## What this task involves
Search the entries for the word "checkpoints". Copy each line in which it is found.

## Data provided
┄┄┄┄┄┄

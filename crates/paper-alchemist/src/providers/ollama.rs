//! Ollama HTTP client and the provider implementations built on it
//!
//! One `OllamaClient` is shared by the vision judge, the embedder and the
//! metadata model. Retries are not done here; the pipeline's stage policy
//! owns retry and timeout decisions.

use async_trait::async_trait;
use base64::Engine;
use reqwest::Client;
use serde::{Deserialize, Serialize};
use std::sync::Arc;
use std::time::Duration;

use crate::config::{EmbeddingConfig, MetadataConfig, OllamaConfig, VisionConfig};
use crate::error::{Error, Result};

use super::embedding::EmbeddingProvider;
use super::llm::{LlmProvider, VisionModel};

const PROVIDER: &str = "ollama";

/// Ollama API client
pub struct OllamaClient {
    client: Client,
    base_url: String,
}

#[derive(Serialize)]
struct GenerateRequest<'a> {
    model: &'a str,
    prompt: &'a str,
    #[serde(skip_serializing_if = "Vec::is_empty")]
    images: Vec<String>,
    stream: bool,
    options: GenerateOptions,
}

/// Sampling options forwarded to `/api/generate`
#[derive(Debug, Clone, Copy, Serialize)]
pub struct GenerateOptions {
    pub temperature: f32,
    pub top_p: f32,
    #[serde(skip_serializing_if = "Option::is_none")]
    pub num_ctx: Option<u32>,
}

#[derive(Deserialize)]
struct GenerateResponse {
    response: String,
}

#[derive(Serialize)]
struct EmbedRequest<'a> {
    model: &'a str,
    prompt: &'a str,
}

#[derive(Deserialize)]
struct EmbedResponse {
    embedding: Vec<f32>,
}

impl OllamaClient {
    pub fn new(config: &OllamaConfig) -> Result<Self> {
        let client = Client::builder()
            .timeout(Duration::from_secs(config.request_timeout_secs))
            .pool_max_idle_per_host(5)
            .build()
            .map_err(|e| Error::Config(format!("Failed to create HTTP client: {}", e)))?;

        Ok(Self {
            client,
            base_url: config.base_url.trim_end_matches('/').to_string(),
        })
    }

    pub fn base_url(&self) -> &str {
        &self.base_url
    }

    /// Check if Ollama is available
    pub async fn health_check(&self) -> Result<bool> {
        let url = format!("{}/api/tags", self.base_url);

        match self.client.get(&url).timeout(Duration::from_secs(5)).send().await {
            Ok(response) => Ok(response.status().is_success()),
            Err(_) => Ok(false),
        }
    }

    /// Non-streaming completion, optionally with base64-encoded images
    pub async fn generate(
        &self,
        model: &str,
        prompt: &str,
        images: &[&[u8]],
        options: GenerateOptions,
    ) -> Result<String> {
        let url = format!("{}/api/generate", self.base_url);
        let request = GenerateRequest {
            model,
            prompt,
            images: images
                .iter()
                .map(|img| base64::engine::general_purpose::STANDARD.encode(img))
                .collect(),
            stream: false,
            options,
        };

        let response = self
            .client
            .post(&url)
            .json(&request)
            .send()
            .await
            .map_err(|e| transport_error("Generation", e))?;

        if !response.status().is_success() {
            let status = response.status();
            let body = response.text().await.unwrap_or_default();
            return Err(Error::provider(
                PROVIDER,
                format!("Generation failed: HTTP {} - {}", status, body),
            ));
        }

        let generated: GenerateResponse = response
            .json()
            .await
            .map_err(|e| Error::Parse(format!("Failed to parse generation response: {}", e)))?;

        Ok(generated.response.trim().to_string())
    }

    /// Single-text embedding
    pub async fn embed(&self, model: &str, text: &str) -> Result<Vec<f32>> {
        let url = format!("{}/api/embeddings", self.base_url);

        let response = self
            .client
            .post(&url)
            .json(&EmbedRequest { model, prompt: text })
            .send()
            .await
            .map_err(|e| transport_error("Embedding", e))?;

        if !response.status().is_success() {
            return Err(Error::provider(
                PROVIDER,
                format!("Embedding failed: HTTP {}", response.status()),
            ));
        }

        let embedded: EmbedResponse = response
            .json()
            .await
            .map_err(|e| Error::Parse(format!("Failed to parse embedding response: {}", e)))?;

        Ok(embedded.embedding)
    }
}

fn transport_error(operation: &str, e: reqwest::Error) -> Error {
    if e.is_timeout() {
        Error::provider(PROVIDER, format!("{} request timed out: {}", operation, e))
    } else {
        Error::provider(PROVIDER, format!("{} request failed: {}", operation, e))
    }
}

/// Ollama embedding provider
pub struct OllamaEmbedder {
    client: Arc<OllamaClient>,
    model: String,
    dimensions: usize,
}

impl OllamaEmbedder {
    pub fn new(client: Arc<OllamaClient>, config: &EmbeddingConfig) -> Self {
        Self {
            client,
            model: config.model.clone(),
            dimensions: config.dimensions,
        }
    }
}

#[async_trait]
impl EmbeddingProvider for OllamaEmbedder {
    async fn embed(&self, text: &str) -> Result<Vec<f32>> {
        self.client.embed(&self.model, text).await
    }

    fn dimensions(&self) -> usize {
        self.dimensions
    }
}

/// Ollama text model for metadata extraction
pub struct OllamaLlm {
    client: Arc<OllamaClient>,
    model: String,
    options: GenerateOptions,
}

impl OllamaLlm {
    pub fn new(client: Arc<OllamaClient>, config: &MetadataConfig) -> Self {
        Self {
            client,
            model: config.model.clone(),
            options: GenerateOptions {
                temperature: config.temperature,
                top_p: config.top_p,
                num_ctx: Some(config.context_size),
            },
        }
    }
}

#[async_trait]
impl LlmProvider for OllamaLlm {
    async fn complete(&self, prompt: &str) -> Result<String> {
        tracing::debug!("Generating with model: {}", self.model);
        self.client.generate(&self.model, prompt, &[], self.options).await
    }

    fn model(&self) -> &str {
        &self.model
    }
}

/// Ollama vision model (llava) for quality judgment
pub struct OllamaVision {
    client: Arc<OllamaClient>,
    model: String,
    options: GenerateOptions,
}

impl OllamaVision {
    pub fn new(client: Arc<OllamaClient>, config: &VisionConfig) -> Self {
        Self {
            client,
            model: config.model.clone(),
            options: GenerateOptions {
                temperature: config.temperature,
                top_p: config.top_p,
                num_ctx: None,
            },
        }
    }
}

#[async_trait]
impl VisionModel for OllamaVision {
    async fn judge_image(&self, png: &[u8], prompt: &str) -> Result<String> {
        self.client.generate(&self.model, prompt, &[png], self.options).await
    }

    fn name(&self) -> &str {
        &self.model
    }
}

#[cfg(test)]
mod tests {
    use super::*;

    #[test]
    fn generate_request_shape() {
        let png: &[u8] = b"\x89PNG";
        let request = GenerateRequest {
            model: "llava",
            prompt: "judge",
            images: vec![base64::engine::general_purpose::STANDARD.encode(png)],
            stream: false,
            options: GenerateOptions { temperature: 0.1, top_p: 0.9, num_ctx: None },
        };
        let json = serde_json::to_value(&request).unwrap();
        assert_eq!(json["stream"], false);
        assert_eq!(json["images"][0], "iVBORw==");
        assert!(json["options"].get("num_ctx").is_none());
    }

    #[test]
    fn text_requests_omit_images() {
        let request = GenerateRequest {
            model: "llama3.1:latest",
            prompt: "extract",
            images: Vec::new(),
            stream: false,
            options: GenerateOptions { temperature: 0.1, top_p: 0.9, num_ctx: Some(4096) },
        };
        let json = serde_json::to_value(&request).unwrap();
        assert!(json.get("images").is_none());
        assert_eq!(json["options"]["num_ctx"], 4096);
    }

    #[tokio::test]
    async fn unreachable_server_is_unhealthy() {
        let client = OllamaClient::new(&OllamaConfig {
            base_url: "http://127.0.0.1:9".to_string(),
            request_timeout_secs: 1,
        })
        .unwrap();
        assert!(!client.health_check().await.unwrap());
    }
}
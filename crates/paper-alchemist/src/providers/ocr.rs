//! OCR engine trait and the poppler/tesseract implementation

use async_trait::async_trait;

use crate::config::OcrConfig;
use crate::error::{Error, Result};
use crate::ingestion::{page_count, pdf_tools};

/// Text layer extraction, page rendering and OCR for PDF bytes
#[cfg_attr(test, mockall::automock)]
#[async_trait]
pub trait OcrEngine: Send + Sync {
    /// Number of pages; fails for PDFs that cannot be parsed
    async fn page_count(&self, pdf: &[u8]) -> Result<u32>;

    /// Embedded text, possibly empty
    async fn extract_text_layer(&self, pdf: &[u8]) -> Result<String>;

    /// First page as PNG
    async fn render_first_page(&self, pdf: &[u8]) -> Result<Vec<u8>>;

    /// Full optical character recognition
    async fn ocr(&self, pdf: &[u8]) -> Result<String>;
}

/// OCR via poppler-utils and tesseract child processes
pub struct PopplerOcrEngine {
    languages: String,
    ocr_dpi: u32,
    preview_dpi: u32,
}

impl PopplerOcrEngine {
    pub fn new(config: &OcrConfig) -> Self {
        Self {
            languages: config.languages.clone(),
            ocr_dpi: config.ocr_dpi,
            preview_dpi: config.preview_dpi,
        }
    }

    /// Whether the external tools needed for OCR are installed
    pub fn tools_available() -> bool {
        pdf_tools::has_pdftoppm() && pdf_tools::has_tesseract()
    }
}

#[async_trait]
impl OcrEngine for PopplerOcrEngine {
    async fn page_count(&self, pdf: &[u8]) -> Result<u32> {
        let data = pdf.to_vec();
        tokio::task::spawn_blocking(move || page_count(&data))
            .await
            .map_err(|e| Error::internal(format!("Page count task panicked: {}", e)))?
    }

    async fn extract_text_layer(&self, pdf: &[u8]) -> Result<String> {
        pdf_tools::extract_text_layer(pdf.to_vec()).await
    }

    async fn render_first_page(&self, pdf: &[u8]) -> Result<Vec<u8>> {
        pdf_tools::render_first_page(pdf, self.preview_dpi).await
    }

    async fn ocr(&self, pdf: &[u8]) -> Result<String> {
        pdf_tools::ocr_pdf(pdf, self.ocr_dpi, &self.languages).await
    }
}
//! Repository interface the orchestrator writes checkpoints through

use uuid::Uuid;

use crate::error::Result;
use crate::types::{
    DocumentRecord, DocumentSummary, OcrDecision, PaperMetadata, PipelineStatus, ProcessingLogEntry,
    QualityVerdict, Stage,
};

/// Persistence for document records, keyed by `doc_id`
///
/// Every checkpoint method is a single atomic write that only succeeds when
/// the stored status is an allowed predecessor of the target status; a
/// refused write returns `Error::CheckpointRejected` and changes nothing.
/// A successful checkpoint clears `error`.
///
/// Implementations:
/// - `PaperDb`: SQLite
pub trait DocumentRepository: Send + Sync {
    /// Insert a new record in `received` together with its source PDF
    fn create(&self, record: &DocumentRecord, pdf: &[u8]) -> Result<()>;

    fn get(&self, doc_id: Uuid) -> Result<Option<DocumentRecord>>;

    /// Uploaded PDF bytes
    fn source_pdf(&self, doc_id: Uuid) -> Result<Option<Vec<u8>>>;

    /// All documents, newest first
    fn list(&self) -> Result<Vec<DocumentSummary>>;

    /// Number of documents per status
    fn status_counts(&self) -> Result<Vec<(PipelineStatus, usize)>>;

    /// `received | ocr_failed -> ocr_done`
    fn record_ocr(
        &self,
        doc_id: Uuid,
        text: &str,
        ocr_performed: bool,
        decision: OcrDecision,
        preview: Option<&[u8]>,
    ) -> Result<()>;

    /// `ocr_done -> quality_checked`; `ocr_text` replaces `raw_text` when a
    /// deferred OCR ran
    fn record_quality(&self, doc_id: Uuid, verdict: Option<&QualityVerdict>, ocr_text: Option<&str>) -> Result<()>;

    /// `quality_checked | embedding_failed -> embedded`
    ///
    /// Looks up the earliest other document with the same `content_id` in the
    /// same transaction and records the original it stands for (itself, or
    /// what it duplicates) as `duplicate_of`.
    fn record_embedding(&self, doc_id: Uuid, embedding: &[f32], content_id: &str) -> Result<Option<Uuid>>;

    /// `embedded | metadata_failed -> metadata_extracted`
    fn record_metadata(&self, doc_id: Uuid, metadata: &PaperMetadata) -> Result<()>;

    /// `metadata_extracted -> complete`
    fn mark_complete(&self, doc_id: Uuid) -> Result<()>;

    /// Freeze at a `*_failed` status, keeping every persisted output
    fn record_failure(&self, doc_id: Uuid, failed: PipelineStatus, error: &str) -> Result<()>;

    /// Move back to the checkpoint preceding `restart_from`, clearing that
    /// stage's outputs and everything downstream
    ///
    /// When the content id is cleared, records that duplicated this one are
    /// re-pointed at the earliest of them.
    fn rewind(&self, doc_id: Uuid, restart_from: Stage) -> Result<PipelineStatus>;

    /// Documents carrying `content_id`, oldest first
    fn find_by_content_id(&self, content_id: &str) -> Result<Vec<Uuid>>;

    fn append_log(&self, entry: &ProcessingLogEntry) -> Result<()>;

    /// Processing log for one document, oldest first
    fn processing_log(&self, doc_id: Uuid) -> Result<Vec<ProcessingLogEntry>>;
}
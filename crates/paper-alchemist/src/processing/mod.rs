//! Pipeline orchestration, content identity and the per-stage call policy

mod content_id;
mod orchestrator;
mod policy;

pub use content_id::{compute_content_id, is_content_id, ContentIdentifier, CONTENT_ID_LEN};
pub use orchestrator::{Collaborators, Pipeline};
pub use policy::StagePolicy;
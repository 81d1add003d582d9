//! paper-alchemist: scientific PDF processing pipeline
//!
//! Each uploaded PDF is driven through OCR, a vision-model quality judgment,
//! embedding, content-hash deduplication and LLM metadata extraction by a
//! per-document state machine with persisted checkpoints. Results are stored
//! in SQLite and served over a small query API.

pub mod config;
pub mod error;
pub mod ingestion;
pub mod processing;
pub mod providers;
pub mod server;
pub mod stages;
pub mod storage;
pub mod types;

pub use config::AlchemistConfig;
pub use error::{Error, Result};
pub use processing::{compute_content_id, Collaborators, Pipeline};
pub use storage::{DocumentRepository, PaperDb};
pub use types::{
    DocumentRecord, DocumentSummary, PaperMetadata, PipelineReport, PipelineStatus, QualityVerdict, Stage,
};
//! Pipeline state machine vocabulary
//!
//! `PipelineStatus` is the single source of truth for what has run for a
//! document and where a later invocation resumes. Success states advance
//! strictly in order; each failure state sits beside the stage that produced it.
//!
//! ```text
//! received ─▶ ocr_done ─▶ quality_checked ─▶ embedded ─▶ metadata_extracted ─▶ complete
//!    │                          │                │
//!    ▼                          ▼                ▼
//! ocr_failed            embedding_failed   metadata_failed
//! ```

use serde::{Deserialize, Serialize};
use std::fmt;
use std::str::FromStr;

/// Persisted pipeline status of a document
#[derive(Debug, Clone, Copy, PartialEq, Eq, Hash, Serialize, Deserialize)]
#[serde(rename_all = "snake_case")]
pub enum PipelineStatus {
    Received,
    OcrDone,
    QualityChecked,
    Embedded,
    MetadataExtracted,
    Complete,
    OcrFailed,
    EmbeddingFailed,
    MetadataFailed,
}

impl PipelineStatus {
    pub const ALL: [PipelineStatus; 9] = [
        PipelineStatus::Received,
        PipelineStatus::OcrDone,
        PipelineStatus::QualityChecked,
        PipelineStatus::Embedded,
        PipelineStatus::MetadataExtracted,
        PipelineStatus::Complete,
        PipelineStatus::OcrFailed,
        PipelineStatus::EmbeddingFailed,
        PipelineStatus::MetadataFailed,
    ];

    /// Storage representation
    pub fn as_str(&self) -> &'static str {
        match self {
            PipelineStatus::Received => "received",
            PipelineStatus::OcrDone => "ocr_done",
            PipelineStatus::QualityChecked => "quality_checked",
            PipelineStatus::Embedded => "embedded",
            PipelineStatus::MetadataExtracted => "metadata_extracted",
            PipelineStatus::Complete => "complete",
            PipelineStatus::OcrFailed => "ocr_failed",
            PipelineStatus::EmbeddingFailed => "embedding_failed",
            PipelineStatus::MetadataFailed => "metadata_failed",
        }
    }

    pub fn is_failed(&self) -> bool {
        matches!(
            self,
            PipelineStatus::OcrFailed | PipelineStatus::EmbeddingFailed | PipelineStatus::MetadataFailed
        )
    }

    /// Stage a new invocation starts with, `None` once complete
    pub fn next_stage(&self) -> Option<Stage> {
        match self {
            PipelineStatus::Received | PipelineStatus::OcrFailed => Some(Stage::Ocr),
            PipelineStatus::OcrDone => Some(Stage::QualityJudge),
            PipelineStatus::QualityChecked | PipelineStatus::EmbeddingFailed => Some(Stage::Embedding),
            PipelineStatus::Embedded | PipelineStatus::MetadataFailed => Some(Stage::Metadata),
            PipelineStatus::MetadataExtracted => Some(Stage::Finalize),
            PipelineStatus::Complete => None,
        }
    }

    /// Number of success checkpoints confirmed; failure states count what preceded them
    pub fn progress(&self) -> u8 {
        match self {
            PipelineStatus::Received | PipelineStatus::OcrFailed => 0,
            PipelineStatus::OcrDone => 1,
            PipelineStatus::QualityChecked | PipelineStatus::EmbeddingFailed => 2,
            PipelineStatus::Embedded | PipelineStatus::MetadataFailed => 3,
            PipelineStatus::MetadataExtracted => 4,
            PipelineStatus::Complete => 5,
        }
    }

    /// Statuses from which a checkpoint write to `self` is accepted
    pub fn allowed_predecessors(&self) -> &'static [PipelineStatus] {
        use PipelineStatus::*;
        match self {
            Received => &[],
            OcrDone | OcrFailed => &[Received, OcrFailed],
            QualityChecked => &[OcrDone],
            Embedded | EmbeddingFailed => &[QualityChecked, EmbeddingFailed],
            MetadataExtracted | MetadataFailed => &[Embedded, MetadataFailed],
            Complete => &[MetadataExtracted],
        }
    }
}

impl fmt::Display for PipelineStatus {
    fn fmt(&self, f: &mut fmt::Formatter<'_>) -> fmt::Result {
        f.write_str(self.as_str())
    }
}

impl FromStr for PipelineStatus {
    type Err = crate::error::Error;

    fn from_str(s: &str) -> Result<Self, Self::Err> {
        PipelineStatus::ALL
            .iter()
            .copied()
            .find(|status| status.as_str() == s)
            .ok_or_else(|| crate::error::Error::Database(format!("Unknown pipeline status '{}'", s)))
    }
}

/// One discrete processing step
#[derive(Debug, Clone, Copy, PartialEq, Eq, Hash, Serialize, Deserialize)]
#[serde(rename_all = "snake_case")]
pub enum Stage {
    Ocr,
    QualityJudge,
    Embedding,
    Metadata,
    /// Final persistence after metadata extraction
    Finalize,
}

impl Stage {
    pub fn as_str(&self) -> &'static str {
        match self {
            Stage::Ocr => "ocr",
            Stage::QualityJudge => "quality_judge",
            Stage::Embedding => "embedding",
            Stage::Metadata => "metadata",
            Stage::Finalize => "finalize",
        }
    }

    /// Status written when the stage succeeds
    pub fn success_status(&self) -> PipelineStatus {
        match self {
            Stage::Ocr => PipelineStatus::OcrDone,
            Stage::QualityJudge => PipelineStatus::QualityChecked,
            Stage::Embedding => PipelineStatus::Embedded,
            Stage::Metadata => PipelineStatus::MetadataExtracted,
            Stage::Finalize => PipelineStatus::Complete,
        }
    }

    /// Status written when the stage fails; the quality judge never halts
    pub fn failure_status(&self) -> Option<PipelineStatus> {
        match self {
            Stage::Ocr => Some(PipelineStatus::OcrFailed),
            Stage::Embedding => Some(PipelineStatus::EmbeddingFailed),
            Stage::Metadata => Some(PipelineStatus::MetadataFailed),
            Stage::QualityJudge | Stage::Finalize => None,
        }
    }

    /// Status a document is rewound to when reprocessing restarts at this stage
    pub fn rewind_status(&self) -> PipelineStatus {
        match self {
            Stage::Ocr => PipelineStatus::Received,
            Stage::QualityJudge => PipelineStatus::OcrDone,
            Stage::Embedding => PipelineStatus::QualityChecked,
            Stage::Metadata => PipelineStatus::Embedded,
            Stage::Finalize => PipelineStatus::MetadataExtracted,
        }
    }
}

impl fmt::Display for Stage {
    fn fmt(&self, f: &mut fmt::Formatter<'_>) -> fmt::Result {
        f.write_str(self.as_str())
    }
}

impl FromStr for Stage {
    type Err = crate::error::Error;

    fn from_str(s: &str) -> Result<Self, Self::Err> {
        match s.trim().to_lowercase().as_str() {
            "ocr" => Ok(Stage::Ocr),
            "quality" | "quality_judge" => Ok(Stage::QualityJudge),
            "embedding" | "embed" => Ok(Stage::Embedding),
            "metadata" => Ok(Stage::Metadata),
            "finalize" => Ok(Stage::Finalize),
            other => Err(crate::error::Error::InvalidInput(format!("Unknown stage '{}'", other))),
        }
    }
}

┄┄┄┄┄┄

## Answer space
//! Repository interface the orchestrator writes checkpoints through
//! per-document state machine with persisted checkpoints. Results are stored
    /// Number of success checkpoints confirmed; failure states count what preceded them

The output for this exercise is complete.